Start date: 26/04/2021
Finish date: 30/06/2025


SSR is a serious but sporadic disease of broadleaf field crops in Australia. The main causal organism, Sclerotinia sclerotiorum, has a host range of more than 400 plant species including all broadleaf crop species within the dryland cropping rotation. It can infect the crop canopy and at ground level (basal infection).

In recent years, SSR has become an important disease of narrow leaf lupin (NLL) in WA’s grain growing regions, driven largely by the size of the area sown, frequency of the crop within rotation, frequency of canola within the rotation and return to more average winter and spring rainfall patterns.

This project will gather data on the economic/disease impact from SSR (canopy and basal infection) in NLL crops to growers and advisers. This information will provide regionally relevant economic thresholds that represent the loss of profit in the presence of SSR on lupin in WA.

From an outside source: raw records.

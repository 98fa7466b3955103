//! Asset identifiers: `asset_` followed by the 32 lowercase hex digits of a
//! v4 UUID.

use uuid::Uuid;

pub const ASSET_ID_PREFIX: &str = "asset_";

/// Generate a fresh asset id.
pub fn generate() -> String {
  format!("{ASSET_ID_PREFIX}{}", Uuid::new_v4().simple())
}

/// Whether `id` matches `^asset_[a-f0-9]+$`.
pub fn is_valid(id: &str) -> bool {
  id.strip_prefix(ASSET_ID_PREFIX).is_some_and(|hex| {
    !hex.is_empty() && hex.bytes().all(|b| matches!(b, b'0'..=b'9' | b'a'..=b'f'))
  })
}

#[cfg(test)]
mod tests {
  use super::*;

  #[test]
  fn generated_ids_match_the_pattern() {
    let id = generate();
    assert!(is_valid(&id), "{id}");
    assert_eq!(id.len(), ASSET_ID_PREFIX.len() + 32);
  }

  #[test]
  fn rejects_foreign_shapes() {
    assert!(is_valid("asset_0a1b"));
    assert!(!is_valid("asset_"));
    assert!(!is_valid("asset_0A1B"));
    assert!(!is_valid("asset_xyz"));
    assert!(!is_valid("thing_0a1b"));
    assert!(!is_valid(""));
  }
}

It will also seek to gain a better understanding of how cultural practices influence disease development. For example, pulse crops produce dense canopies due to their growth habit and consequently create micro-environments that are conducive to disease development. Therefore, modifying some cultural practices - such as increased row spacing, lower plant densities and altered sowing time - have the potential to provide some disease control and/or reduce fungicide usage.

Lastly, the project will provide WA growers with more information on the effectiveness and optimum timing of fungicides.